While at Khosla, Chung invested in LanzaTech, which is using CO2 emissions to produce goods ranging from fragrances to jet fuel. 

Another startup, Blue Planet, has figured out a way to make rocks out of thin air.

Blue Planet's system runs air from smokestacks with high concentrations of carbon dioxide through a liquid solution that causes it to form a synthetic limestone, which can replace mined sand and gravel in concrete. The process can reduce or eliminate the carbon impact of concrete, which is a leading source of greenhouse gas.

"It doesn't sound too sexy but it's a really big market," said Brent Constantz, CEO of Blue Planet. 

Last September, Blue Planet announced a $10 million raise and has been backed by Chevron, Leonardo DiCaprio and For Good Ventures. Its synthetic rocks have been used in concrete at San Francisco International Airport. 

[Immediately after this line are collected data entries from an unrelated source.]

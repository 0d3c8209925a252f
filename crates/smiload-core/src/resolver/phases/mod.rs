//! Resolution phases.
//!
//! A module is resolved in three ordered phases:
//!
//! 1. **Imports**: bind imported names to OIDs
//! 2. **OIDs**: resolve every definition's OID, with forward references
//! 3. **Kinds**: infer node kinds from SYNTAX, INDEX and tree position

pub mod imports;
pub mod kinds;
pub mod oids;

pub use imports::resolve_imports;
pub use kinds::infer_kinds;
pub use oids::resolve_oids;

use super::Phase;
use crate::model::{NodeKind, Oid};

#[cfg(feature = "tracing")]
use super::tracing::{TraceEvent, TraceLevel, Tracer};

/// Optional resolution tracing.
///
/// Methods default to no-ops, so one implementation of each phase serves
/// both traced and non-traced resolution.
pub(crate) trait ResolveTracer {
    fn phase_start(&mut self, _module: &str, _phase: Phase) {}
    fn phase_end(&mut self, _module: &str, _phase: Phase) {}
    fn import_lookup(&mut self, _from_module: &str, _symbol: &str, _found: bool) {}
    fn pass_start(&mut self, _pass: usize, _pending: usize) {}
    fn pass_end(&mut self, _pass: usize, _resolved: usize, _remaining: usize) {}
    fn lookup(&mut self, _def_name: &str, _component: &str, _found: bool) {}
    fn resolved(&mut self, _def_name: &str, _oid: &Oid) {}
    fn unresolved(&mut self, _def_name: &str, _component: &str) {}
    fn kind(&mut self, _def_name: &str, _kind: NodeKind) {}
}

/// No-op tracer for non-traced resolution.
pub(crate) struct NoopResolveTracer;

impl ResolveTracer for NoopResolveTracer {}

/// Adapts a public [`Tracer`] to [`ResolveTracer`].
#[cfg(feature = "tracing")]
pub(crate) struct TracingWrapper<'a, T: Tracer>(pub &'a mut T);

#[cfg(feature = "tracing")]
impl<T: Tracer> ResolveTracer for TracingWrapper<'_, T> {
    fn phase_start(&mut self, module: &str, phase: Phase) {
        crate::trace_event!(
            self.0,
            TraceLevel::Info,
            TraceEvent::PhaseStart { module, phase }
        );
    }

    fn phase_end(&mut self, module: &str, phase: Phase) {
        crate::trace_event!(
            self.0,
            TraceLevel::Info,
            TraceEvent::PhaseEnd { module, phase }
        );
    }

    fn import_lookup(&mut self, from_module: &str, symbol: &str, found: bool) {
        let level = if found {
            TraceLevel::Debug
        } else {
            TraceLevel::Warn
        };
        crate::trace_event!(
            self.0,
            level,
            TraceEvent::ImportLookup {
                from_module,
                symbol,
                found,
            }
        );
    }

    fn pass_start(&mut self, pass: usize, pending: usize) {
        crate::trace_event!(
            self.0,
            TraceLevel::Debug,
            TraceEvent::OidPassStart { pass, pending }
        );
    }

    fn pass_end(&mut self, pass: usize, resolved: usize, remaining: usize) {
        crate::trace_event!(
            self.0,
            TraceLevel::Debug,
            TraceEvent::OidPassEnd {
                pass,
                resolved,
                remaining,
            }
        );
    }

    fn lookup(&mut self, def_name: &str, component: &str, found: bool) {
        crate::trace_event!(
            self.0,
            TraceLevel::Trace,
            TraceEvent::OidLookup {
                def_name,
                component,
                found,
            }
        );
    }

    fn resolved(&mut self, def_name: &str, oid: &Oid) {
        if TraceLevel::Trace <= self.0.level() {
            let oid = oid.to_dotted();
            self.0.trace(
                TraceLevel::Trace,
                TraceEvent::OidResolved {
                    def_name,
                    oid: &oid,
                },
            );
        }
    }

    fn unresolved(&mut self, def_name: &str, component: &str) {
        crate::trace_event!(
            self.0,
            TraceLevel::Warn,
            TraceEvent::OidUnresolved {
                def_name,
                component,
            }
        );
    }

    fn kind(&mut self, def_name: &str, kind: NodeKind) {
        crate::trace_event!(
            self.0,
            TraceLevel::Trace,
            TraceEvent::KindInferred { def_name, kind }
        );
    }
}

The startup is Constantz's second serious crack at carbon capture. In 2007, he founded Calera, which took a different approach to capturing carbon in cement. That company raised $182 million dollars from investors including Vinod Khosla and Madrone Capital Partners. Constantz stepped down as CEO of Calera in 2010.

He thinks the approach that Blue Planet is using will be more economically viable. Because the Bay Area company doesn't need to purify the CO2 in order to turn it into a carbonate form, the startup can sequester emissions using less energy than methods that turn CO2 into its pure liquid state. The synthetic rocks also cost less to transport since they are produced near places where people already live, rather than being mined elsewhere.

Point-of-emissions capture systems will be helpful in neutralizing future emissions, but they can't remove the hundreds of gigatons of CO2 in the atmosphere that scientists say will be necessary to arrest global warming. To do so will require a level of investment that could extend into the trillions of dollars, Constantz said.

"This is way too big for Silicon Valley or the classic idea that you will develop something in a garage," he added.